The credibility of legal academia as a whole has suffered not owing to the bad conduct of a few law schools but because it has been widespread and systematic. The problem is not that the information is inaccurate (though that is also a problem) but because it is stated in misleading ways.
Let me offer an example. South Texas College of Law lists in the current US News profile its earnings quartiles for full-time private sector jobs as follows: $75,000 (25th percentile), $92,500 (median), $160,000 (75th percentile). That looks great. However, only 5 percent of the people employed in the private sector provided salary information. What this means is that those numbers represent 18 graduates (at most) out of a class of 376.
These numbers are "accurate" in the sense meant by Dean O'Brien, but there is a problem nonetheless. Many law schools report salary numbers in problematic ways, including elite law schools, as I detail in this post.
The same kind of accurate but misleading information exists for the employment percentages reported by law schools. As this article describes, law schools across the board have been advertising 90% to 100% employment rates in the past decade using all sorts of dubious methods. Just about all of this was "accurate." Meanwhile, as elaborated here and here, the true underlying picture is that as many as a third or more of law graduates during this period did not land jobs as lawyers.
Rule 7.1 of the ABA Model Rules of Professional Conduct specifies that "A lawyer shall not make a false or misleading communication about the lawyer or the lawyer's services." A Comment adds, "Truthful statements that are misleading are also prohibited by this Rule. A truthful statement is misleading if it omits a fact necessary to make the lawyer's communication considered as a whole not materially misleading." A strong argument can be made that the salaries and employment rates law schools advertise fail this standard (setting aside whether it applies to law schools).
To my knowledge, the currently proposed reforms do not solve the misleading (though accurate) salary reporting problem, and the employment data for 2010 is less transparent (the ABA intentionally did not ask what percentage of the class obtained jobs as lawyers, nor what percentage of these jobs are part-time). The reforms for 2011 will be an improvement, but if the data is reported in a manner that confuses prospective students (flooding them with details in a way that hides what is essential), the potential for misleading them will remain.

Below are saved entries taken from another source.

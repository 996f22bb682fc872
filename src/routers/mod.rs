pub mod content;
pub mod me;
pub mod public;
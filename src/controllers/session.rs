use axum::http::HeaderMap;
use log::{trace, warn};

use crate::entitlement::{load_subscription, AccountState, Store, StoreAction};
use crate::error::AppError;
use crate::server::AppState;
use crate::utilities::helpers::bearer_token;

use super::{error_response, Rejection};

// session first, subscription only once a session is confirmed
async fn account_for_token(token: &str, state: &AppState) -> Result<Option<AccountState>, AppError> {
    let session = match state.supabase.get_session(token).await? {
        Some(session) => session,
        None => return Ok(None),
    };

    let store = Store::new();
    let _trace = store.subscribe(|account| {
        trace!(
            "account state changed: signed_in={} settled={}",
            account.session.is_some(),
            account.is_settled()
        )
    });

    store.dispatch(StoreAction::SessionChanged(Some(session)));
    load_subscription(&store, &state.supabase).await;

    Ok(Some(store.snapshot()))
}

/// Account of the caller; 401 without a valid bearer token.
pub async fn require_account(headers: &HeaderMap, state: &AppState) -> Result<AccountState, Rejection> {
    let token = match bearer_token(headers) {
        Some(token) => token,
        None => return Err(error_response(AppError::AuthRequired)),
    };

    match account_for_token(&token, state).await {
        Ok(Some(account)) => Ok(account),
        Ok(None) => Err(error_response(AppError::AuthRequired)),
        Err(err) => {
            warn!("Error retrieving session: {}", err);
            Err(error_response(err))
        }
    }
}

/// Like [`require_account`], but anonymous callers (and an unreachable auth
/// service) just get `None`.
pub async fn optional_account(headers: &HeaderMap, state: &AppState) -> Option<AccountState> {
    let token = bearer_token(headers)?;

    match account_for_token(&token, state).await {
        Ok(account) => account,
        Err(err) => {
            warn!("Error retrieving session, continuing anonymously: {}", err);
            None
        }
    }
}
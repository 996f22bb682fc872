use crate::checkout::{CheckoutClient, CheckoutGuard};
use crate::config::AppConfig;
use crate::routers::{content::get_content_router, me::get_me_router, public::get_public_router};
use crate::supabase::SupabaseClient;
use crate::utilities::helpers::fallback;

use axum::http::header::{AUTHORIZATION, CONTENT_TYPE};
use axum::{http::Method, Router};
use log::{error, info};
use std::sync::Arc;
use tokio::net::TcpListener;
use tower_http::{compression::CompressionLayer, cors::{Any, CorsLayer}};

pub struct AppState {
    pub config: AppConfig,
    pub supabase: SupabaseClient,
    pub checkout: CheckoutClient,
    pub checkout_guard: CheckoutGuard,
}

impl AppState {
    pub fn new(config: AppConfig, supabase: SupabaseClient, checkout: CheckoutClient) -> Self {
        AppState {
            config,
            supabase,
            checkout,
            checkout_guard: CheckoutGuard::new(),
        }
    }
}

pub fn app(app_state: Arc<AppState>) -> Router {
    let api = Router::new()
        .nest("/public", get_public_router(Arc::clone(&app_state)))
        .nest("/me", get_me_router(Arc::clone(&app_state)))
        .nest("/content", get_content_router(Arc::clone(&app_state)));

    let cors = CorsLayer::new()
        .allow_credentials(false)
        .allow_methods([Method::GET, Method::POST])
        // browsers send both on every signed-in call
        .allow_headers([AUTHORIZATION, CONTENT_TYPE])
        .allow_origin(Any);

    Router::new()
        .nest("/api", api)
        .layer(cors)
        .layer(CompressionLayer::new())
        .fallback(fallback)
        .with_state(app_state)
}

pub async fn init(app_state: Arc<AppState>) {
    let address = app_state.config.address();
    let app = app(app_state);

    let listener = match TcpListener::bind(&address).await {
        Ok(listener) => listener,
        Err(e) => panic!("Error binding {}: {}", address, e),
    };

    info!("Server running on {}", address);

    if let Err(e) = axum::serve(listener, app).await {
        error!("Error starting server: {}", e);
    }
}
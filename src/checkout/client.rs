use std::time::Duration;

use log::{debug, warn};
use reqwest::Client;

use crate::error::AppError;
use crate::types::checkout::{CheckoutRequest, CheckoutResponse};

use super::{CheckoutError, CHECKOUT_FALLBACK_MESSAGE, NETWORK_FAILURE_MESSAGE};

#[derive(Debug, Clone)]
pub struct CheckoutClient {
    client: Client,
    endpoint: String,
}

impl CheckoutClient {
    pub fn new(endpoint: &str, timeout: Duration) -> Result<Self, AppError> {
        let client = Client::builder().timeout(timeout).build()?;

        Ok(CheckoutClient {
            client,
            endpoint: endpoint.to_string(),
        })
    }

    pub fn endpoint(&self) -> &str {
        &self.endpoint
    }

    /// Returns the redirect URL of the new checkout session. Without a session
    /// token no request is made at all.
    pub async fn start_checkout(
        &self,
        request: &CheckoutRequest,
        session_token: Option<&str>,
    ) -> Result<String, CheckoutError> {
        let session_token = match session_token {
            Some(token) if !token.is_empty() => token,
            _ => return Err(CheckoutError::AuthRequired),
        };

        debug!("starting checkout for price {}", request.price_id);

        let response = self
            .client
            .post(&self.endpoint)
            .bearer_auth(session_token)
            .json(request)
            .send()
            .await
            .map_err(transport_error)?;

        let status = response.status();
        let body = response.bytes().await.map_err(transport_error)?;

        let body: CheckoutResponse = match serde_json::from_slice(&body) {
            Ok(body) => body,
            Err(err) => {
                warn!("checkout endpoint returned a malformed body ({}): {}", status, err);
                CheckoutResponse::default()
            }
        };

        let server_message = body.error.filter(|message| !message.is_empty());

        if !status.is_success() {
            let message = server_message.unwrap_or_else(|| String::from(CHECKOUT_FALLBACK_MESSAGE));
            warn!("checkout rejected with {}: {}", status, message);
            return Err(CheckoutError::Failed(message));
        }

        match body.url.filter(|url| !url.is_empty()) {
            Some(url) => Ok(url),
            None => Err(CheckoutError::Failed(
                server_message.unwrap_or_else(|| String::from(CHECKOUT_FALLBACK_MESSAGE)),
            )),
        }
    }
}

fn transport_error(err: reqwest::Error) -> CheckoutError {
    if err.is_timeout() {
        warn!("checkout request timed out: {}", err);
        return CheckoutError::TimedOut;
    }

    warn!("checkout request failed: {}", err);
    CheckoutError::Failed(String::from(NETWORK_FAILURE_MESSAGE))
}
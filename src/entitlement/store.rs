//! Session and subscription state for one account view.
//!
//! State only changes through [`reduce`]. Listeners registered with
//! [`Store::subscribe`] are called after every change and are removed when the
//! returned [`StoreSubscription`] is dropped.

use std::future::Future;
use std::sync::{Arc, Mutex, MutexGuard, Weak};

use chrono::{DateTime, Utc};
use log::{trace, warn};

use crate::error::AppError;
use crate::types::session::Session;
use crate::types::subscription::SubscriptionRecord;

use super::resolver::{resolve_entitlement, Entitlement, EntitlementPolicy};

#[derive(Debug, Clone, Default, PartialEq, Eq)]
pub enum SubscriptionState {
    #[default]
    Idle,
    Loading,
    Settled(Option<SubscriptionRecord>),
}

#[derive(Debug, Clone, Default, PartialEq, Eq)]
pub struct AccountState {
    pub session: Option<Session>,
    pub subscription: SubscriptionState,
}

impl AccountState {
    pub fn is_settled(&self) -> bool {
        matches!(self.subscription, SubscriptionState::Settled(_))
    }

    /// Checkout may only start once we know what the user already has.
    pub fn checkout_ready(&self) -> bool {
        self.session.is_some() && self.is_settled()
    }

    /// `None` until the subscription fetch has settled.
    pub fn entitlement(&self, policy: &EntitlementPolicy, now: DateTime<Utc>) -> Option<Entitlement> {
        match &self.subscription {
            SubscriptionState::Settled(record) => Some(resolve_entitlement(record.as_ref(), policy, now)),
            _ => None,
        }
    }

    fn is_current_user(&self, user_id: &str) -> bool {
        self.session
            .as_ref()
            .map(|session| session.user_id == user_id)
            .unwrap_or(false)
    }
}

#[derive(Debug, Clone)]
pub enum StoreAction {
    SessionChanged(Option<Session>),
    SubscriptionRequested { user_id: String },
    SubscriptionLoaded { user_id: String, record: Option<SubscriptionRecord> },
    SubscriptionFailed { user_id: String },
}

pub fn reduce(state: &AccountState, action: StoreAction) -> AccountState {
    match action {
        StoreAction::SessionChanged(None) => AccountState::default(),
        StoreAction::SessionChanged(Some(session)) => {
            // token refresh for the same user keeps what we already know
            let subscription = if state.is_current_user(&session.user_id) {
                state.subscription.clone()
            } else {
                SubscriptionState::Idle
            };

            AccountState {
                session: Some(session),
                subscription,
            }
        }
        StoreAction::SubscriptionRequested { user_id } => {
            if !state.is_current_user(&user_id) {
                return state.clone();
            }

            AccountState {
                session: state.session.clone(),
                subscription: SubscriptionState::Loading,
            }
        }
        StoreAction::SubscriptionLoaded { user_id, record } => {
            if !state.is_current_user(&user_id) || state.subscription != SubscriptionState::Loading {
                return state.clone();
            }

            AccountState {
                session: state.session.clone(),
                subscription: SubscriptionState::Settled(record),
            }
        }
        StoreAction::SubscriptionFailed { user_id } => {
            if !state.is_current_user(&user_id) || state.subscription != SubscriptionState::Loading {
                return state.clone();
            }

            // a failed fetch reads as "not subscribed"
            AccountState {
                session: state.session.clone(),
                subscription: SubscriptionState::Settled(None),
            }
        }
    }
}

type Listener = Arc<dyn Fn(&AccountState) + Send + Sync>;

#[derive(Default)]
struct StoreInner {
    state: AccountState,
    listeners: Vec<(u64, Listener)>,
    next_listener_id: u64,
}

#[derive(Clone, Default)]
pub struct Store {
    inner: Arc<Mutex<StoreInner>>,
}

impl Store {
    pub fn new() -> Self {
        Store::default()
    }

    fn lock(&self) -> MutexGuard<'_, StoreInner> {
        self.inner.lock().unwrap_or_else(|poisoned| poisoned.into_inner())
    }

    pub fn snapshot(&self) -> AccountState {
        self.lock().state.clone()
    }

    pub fn dispatch(&self, action: StoreAction) {
        let (state, listeners) = {
            let mut inner = self.lock();
            let next = reduce(&inner.state, action);
            if next == inner.state {
                return;
            }

            inner.state = next.clone();
            let listeners: Vec<Listener> = inner
                .listeners
                .iter()
                .map(|(_, listener)| Arc::clone(listener))
                .collect();
            (next, listeners)
        };

        // called without the lock so listeners may read the store
        for listener in listeners {
            listener(&state);
        }
    }

    pub fn subscribe<F>(&self, listener: F) -> StoreSubscription
    where
        F: Fn(&AccountState) + Send + Sync + 'static,
    {
        let mut inner = self.lock();
        let id = inner.next_listener_id;
        inner.next_listener_id += 1;
        inner.listeners.push((id, Arc::new(listener)));

        StoreSubscription {
            id,
            inner: Arc::downgrade(&self.inner),
        }
    }

    #[cfg(test)]
    pub(crate) fn listener_count(&self) -> usize {
        self.lock().listeners.len()
    }
}

/// Handle returned by [`Store::subscribe`]; dropping it unsubscribes.
pub struct StoreSubscription {
    id: u64,
    inner: Weak<Mutex<StoreInner>>,
}

impl Drop for StoreSubscription {
    fn drop(&mut self) {
        if let Some(inner) = self.inner.upgrade() {
            let mut inner = inner.lock().unwrap_or_else(|poisoned| poisoned.into_inner());
            inner.listeners.retain(|(id, _)| *id != self.id);
        }
    }
}

/// Where the current user's subscription row comes from.
pub trait SubscriptionSource {
    fn fetch_subscription(
        &self,
        session: &Session,
    ) -> impl Future<Output = Result<Option<SubscriptionRecord>, AppError>> + Send;
}

/// Fetches the subscription for the store's current session and settles it.
/// Does nothing without a session. Errors are logged and settle as "no
/// subscription".
pub async fn load_subscription<S: SubscriptionSource>(store: &Store, source: &S) {
    let session = match store.snapshot().session {
        Some(session) => session,
        None => {
            trace!("no session, skipping subscription fetch");
            return;
        }
    };

    let user_id = session.user_id.clone();
    store.dispatch(StoreAction::SubscriptionRequested {
        user_id: user_id.clone(),
    });

    match source.fetch_subscription(&session).await {
        Ok(record) => store.dispatch(StoreAction::SubscriptionLoaded { user_id, record }),
        Err(err) => {
            warn!("Error fetching subscription: {}", err);
            store.dispatch(StoreAction::SubscriptionFailed { user_id });
        }
    }
}

#[cfg(test)]
mod tests {
    use super::*;
    use std::sync::atomic::{AtomicUsize, Ordering};

    fn session(user_id: &str, token: &str) -> Session {
        Session {
            user_id: user_id.to_string(),
            email: None,
            access_token: token.to_string(),
        }
    }

    fn active_record() -> SubscriptionRecord {
        SubscriptionRecord {
            status: String::from("active"),
            price_ref: Some(String::from("price_1Rld87B3EpSJW5YnV8tOpDWp")),
            current_period_end: None,
            cancel_at_period_end: false,
        }
    }

    struct FakeSource {
        result: Result<Option<SubscriptionRecord>, String>,
        calls: AtomicUsize,
    }

    impl SubscriptionSource for FakeSource {
        async fn fetch_subscription(&self, _session: &Session) -> Result<Option<SubscriptionRecord>, AppError> {
            self.calls.fetch_add(1, Ordering::SeqCst);
            self.result.clone().map_err(AppError::FetchFailed)
        }
    }

    #[test]
    fn sign_out_clears_everything() {
        let state = AccountState {
            session: Some(session("u1", "t1")),
            subscription: SubscriptionState::Settled(Some(active_record())),
        };

        assert_eq!(reduce(&state, StoreAction::SessionChanged(None)), AccountState::default());
    }

    #[test]
    fn token_refresh_keeps_subscription_but_user_switch_resets_it() {
        let state = AccountState {
            session: Some(session("u1", "t1")),
            subscription: SubscriptionState::Settled(Some(active_record())),
        };

        let refreshed = reduce(&state, StoreAction::SessionChanged(Some(session("u1", "t2"))));
        assert_eq!(refreshed.subscription, state.subscription);
        assert_eq!(refreshed.session.unwrap().access_token, "t2");

        let switched = reduce(&state, StoreAction::SessionChanged(Some(session("u2", "t3"))));
        assert_eq!(switched.subscription, SubscriptionState::Idle);
    }

    #[test]
    fn stale_results_are_ignored() {
        let state = AccountState {
            session: Some(session("u2", "t")),
            subscription: SubscriptionState::Loading,
        };

        let next = reduce(
            &state,
            StoreAction::SubscriptionLoaded {
                user_id: String::from("u1"),
                record: Some(active_record()),
            },
        );
        assert_eq!(next, state);

        let next = reduce(&state, StoreAction::SubscriptionFailed { user_id: String::from("u1") });
        assert_eq!(next, state);
    }

    #[test]
    fn results_without_pending_request_are_ignored() {
        let state = AccountState {
            session: Some(session("u1", "t")),
            subscription: SubscriptionState::Idle,
        };

        let next = reduce(
            &state,
            StoreAction::SubscriptionLoaded {
                user_id: String::from("u1"),
                record: None,
            },
        );
        assert_eq!(next, state);
    }

    #[test]
    fn request_without_session_is_ignored() {
        let state = AccountState::default();
        let next = reduce(&state, StoreAction::SubscriptionRequested { user_id: String::from("u1") });
        assert_eq!(next, state);
    }

    #[test]
    fn entitlement_waits_for_settled_state() {
        let mut state = AccountState {
            session: Some(session("u1", "t")),
            subscription: SubscriptionState::Loading,
        };
        assert!(state.entitlement(&EntitlementPolicy::default(), Utc::now()).is_none());
        assert!(!state.checkout_ready());

        state.subscription = SubscriptionState::Settled(None);
        assert_eq!(
            state.entitlement(&EntitlementPolicy::default(), Utc::now()),
            Some(Entitlement::NoSubscription)
        );
        assert!(state.checkout_ready());
    }

    #[test]
    fn listeners_run_until_unsubscribed() {
        let store = Store::new();
        let seen = Arc::new(AtomicUsize::new(0));

        let subscription = {
            let seen = Arc::clone(&seen);
            store.subscribe(move |_| {
                seen.fetch_add(1, Ordering::SeqCst);
            })
        };
        assert_eq!(store.listener_count(), 1);

        store.dispatch(StoreAction::SessionChanged(Some(session("u1", "t"))));
        assert_eq!(seen.load(Ordering::SeqCst), 1);

        // no change, no notification
        store.dispatch(StoreAction::SessionChanged(Some(session("u1", "t"))));
        assert_eq!(seen.load(Ordering::SeqCst), 1);

        drop(subscription);
        assert_eq!(store.listener_count(), 0);

        store.dispatch(StoreAction::SessionChanged(None));
        assert_eq!(seen.load(Ordering::SeqCst), 1);
    }

    #[test]
    fn listeners_may_read_the_store() {
        let store = Store::new();
        let observed = Arc::new(Mutex::new(None));

        let _subscription = {
            let store_handle = store.clone();
            let observed = Arc::clone(&observed);
            store.subscribe(move |_| {
                *observed.lock().unwrap() = store_handle.snapshot().session;
            })
        };

        store.dispatch(StoreAction::SessionChanged(Some(session("u1", "t"))));
        assert_eq!(observed.lock().unwrap().as_ref().unwrap().user_id, "u1");
    }

    #[tokio::test]
    async fn load_subscription_skips_fetch_without_session() {
        let store = Store::new();
        let source = FakeSource {
            result: Ok(Some(active_record())),
            calls: AtomicUsize::new(0),
        };

        load_subscription(&store, &source).await;

        assert_eq!(source.calls.load(Ordering::SeqCst), 0);
        assert_eq!(store.snapshot(), AccountState::default());
    }

    #[tokio::test]
    async fn load_subscription_settles_the_record() {
        let store = Store::new();
        store.dispatch(StoreAction::SessionChanged(Some(session("u1", "t"))));
        let source = FakeSource {
            result: Ok(Some(active_record())),
            calls: AtomicUsize::new(0),
        };

        load_subscription(&store, &source).await;

        assert_eq!(source.calls.load(Ordering::SeqCst), 1);
        assert_eq!(
            store.snapshot().subscription,
            SubscriptionState::Settled(Some(active_record()))
        );
    }

    #[tokio::test]
    async fn failed_fetch_settles_as_not_subscribed() {
        let store = Store::new();
        store.dispatch(StoreAction::SessionChanged(Some(session("u1", "t"))));
        let source = FakeSource {
            result: Err(String::from("connection reset")),
            calls: AtomicUsize::new(0),
        };

        load_subscription(&store, &source).await;

        let state = store.snapshot();
        assert_eq!(state.subscription, SubscriptionState::Settled(None));
        assert_eq!(
            state.entitlement(&EntitlementPolicy::default(), Utc::now()),
            Some(Entitlement::NoSubscription)
        );
    }
}
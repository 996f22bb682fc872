use crate::content::progress::{progress_report, Period};
use crate::content::schedule::{day_schedule, weekday_index};
use crate::content::workouts::{featured_programs, filter_workouts, FILTERS};
use crate::entitlement::Entitlement;
use crate::server::AppState;
use crate::types::generic::GenericResponse;
use crate::types::incoming_requests::{ProgressQueryParams, ScheduleQueryParams, WorkoutsQueryParams};
use crate::utilities::api_messages::{APIMessages, ContentMessages, SubscriptionMessages};
use crate::utilities::helpers::{failure, query_analyzer, success};

use axum::extract::{rejection::QueryRejection, Query};
use axum::http::{HeaderMap, StatusCode};
use axum::Json;
use chrono::{Local, Utc};
use log::debug;
use serde_json::json;
use std::str::FromStr;
use std::sync::Arc;

use super::session::require_account;
use super::Rejection;

// subscriber-only content sits behind an active entitlement
async fn require_entitlement(headers: &HeaderMap, state: &AppState) -> Result<Entitlement, Rejection> {
    let account = require_account(headers, state).await?;

    let entitlement = account
        .entitlement(&state.config.entitlement_policy, Utc::now())
        .unwrap_or(Entitlement::NoSubscription);

    if !entitlement.is_active() {
        debug!("content refused, entitlement is {}", entitlement.state());
        return Err(failure(
            StatusCode::FORBIDDEN,
            APIMessages::Subscription(SubscriptionMessages::Required),
            json!({ "state": entitlement.state() }),
        ));
    }

    Ok(entitlement)
}

pub async fn list_workouts(
    headers: HeaderMap,
    query_result: Result<Query<WorkoutsQueryParams>, QueryRejection>,
    state: Arc<AppState>,
) -> (StatusCode, Json<GenericResponse>) {
    let params = match query_analyzer(query_result) {
        Ok(Query(params)) => params,
        Err((status_code, json)) => return (status_code, json),
    };

    if let Err((status_code, json)) = require_entitlement(&headers, &state).await {
        return (status_code, json);
    }

    success(
        APIMessages::Content(ContentMessages::Found),
        json!({
            "filters": &FILTERS[..],
            "featured": featured_programs(),
            "workouts": filter_workouts(params.filter.as_deref()),
        }),
    )
}

/// `day` counts from Sunday = 0. Without it the server's local weekday is
/// used, so clients in other time zones should always send it.
pub async fn get_schedule(
    headers: HeaderMap,
    query_result: Result<Query<ScheduleQueryParams>, QueryRejection>,
    state: Arc<AppState>,
) -> (StatusCode, Json<GenericResponse>) {
    let params = match query_analyzer(query_result) {
        Ok(Query(params)) => params,
        Err((status_code, json)) => return (status_code, json),
    };

    if let Err((status_code, json)) = require_entitlement(&headers, &state).await {
        return (status_code, json);
    }

    let today = Local::now().date_naive();
    let day = params.day.unwrap_or_else(|| weekday_index(today));

    match day_schedule(day, today) {
        Some(schedule) => success(APIMessages::Content(ContentMessages::Found), json!(schedule)),
        None => failure(
            StatusCode::BAD_REQUEST,
            APIMessages::Content(ContentMessages::InvalidDay),
            json!({ "day": day }),
        ),
    }
}

pub async fn get_progress(
    headers: HeaderMap,
    query_result: Result<Query<ProgressQueryParams>, QueryRejection>,
    state: Arc<AppState>,
) -> (StatusCode, Json<GenericResponse>) {
    let params = match query_analyzer(query_result) {
        Ok(Query(params)) => params,
        Err((status_code, json)) => return (status_code, json),
    };

    let period = match params.period.as_deref().map(Period::from_str) {
        None => Period::Week,
        Some(Ok(period)) => period,
        Some(Err(_)) => {
            return failure(
                StatusCode::BAD_REQUEST,
                APIMessages::Content(ContentMessages::InvalidPeriod),
                json!({ "period": params.period }),
            )
        }
    };

    if let Err((status_code, json)) = require_entitlement(&headers, &state).await {
        return (status_code, json);
    }

    success(
        APIMessages::Content(ContentMessages::Found),
        json!(progress_report(period)),
    )
}
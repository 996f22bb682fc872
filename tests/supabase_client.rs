mod common;

use gz_movement::entitlement::store::SubscriptionState;
use gz_movement::entitlement::{load_subscription, Store, StoreAction};
use gz_movement::error::AppError;
use gz_movement::supabase::SupabaseClient;
use gz_movement::types::session::Session;

use common::{backend, GZ_SUBSCRIPTION};

async fn client() -> SupabaseClient {
    let (base, _) = backend().await;
    SupabaseClient::new(&base, "anon-key").unwrap()
}

fn session(user_id: &str, token: &str) -> Session {
    Session {
        user_id: user_id.to_string(),
        email: None,
        access_token: token.to_string(),
    }
}

#[tokio::test]
async fn resolves_sessions() {
    let client = client().await;

    let session = client.get_session("active-token").await.unwrap().unwrap();
    assert_eq!(session.user_id, "user-active");
    assert_eq!(session.email.as_deref(), Some("active@example.com"));
    assert_eq!(session.access_token, "active-token");

    assert!(client.get_session("stale-token").await.unwrap().is_none());
    assert!(client.get_session("").await.unwrap().is_none());
}

#[tokio::test]
async fn auth_service_errors_are_not_sign_outs() {
    let client = client().await;

    let result = client.get_session("auth-outage-token").await;
    assert!(matches!(result, Err(AppError::FetchFailed(_))));
}

#[tokio::test]
async fn reads_zero_or_one_row() {
    let client = client().await;

    let record = client
        .query_subscription(&session("user-active", "active-token"))
        .await
        .unwrap()
        .unwrap();
    assert_eq!(record.status, "active");
    assert_eq!(record.price_ref.as_deref(), Some(GZ_SUBSCRIPTION));

    let record = client
        .query_subscription(&session("user-fresh", "fresh-token"))
        .await
        .unwrap();
    assert!(record.is_none());
}

#[tokio::test]
async fn more_than_one_row_is_a_fetch_failure() {
    let client = client().await;

    let result = client
        .query_subscription(&session("user-crowded", "crowded-token"))
        .await;
    assert!(matches!(result, Err(AppError::FetchFailed(message)) if message.contains("got 2")));
}

#[tokio::test]
async fn failed_query_settles_as_no_subscription() {
    let client = client().await;

    let result = client
        .query_subscription(&session("user-outage", "outage-token"))
        .await;
    assert!(matches!(result, Err(AppError::FetchFailed(_))));

    let store = Store::new();
    store.dispatch(StoreAction::SessionChanged(Some(session("user-outage", "outage-token"))));
    load_subscription(&store, &client).await;

    assert_eq!(store.snapshot().subscription, SubscriptionState::Settled(None));
}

Genuine reform will not come until the ABA Section on Legal Education stops operating to protect law schools and instead serves a genuine regulatory function.
"This would normally be the place to say . . . 'I am not, of course, speaking of the vast majority of ethical undertakers'. But the vast majority of ethical undertakers is precisely the subject of this book."
The American Way of Death, Jessica Mitford.
I'm reminded of it by your trade group's feeble fumble on acknowledging perhaps a problem, a little, by some, on how its industrial training business promises more than it delivers.
What? It's a professional group, not a trade group? Oh, how fun! That's just what the funeral industry kept claiming about itself. As Mitford noted. As she also noted, the "ethics" were created by the industry to polish its image and protect its profits, not to handicap it in any way with what anyone else would call ethical restraint.
If the ABA doesn't like being compared to the funeral industry, all it has to do is stop acting like the funeral industry.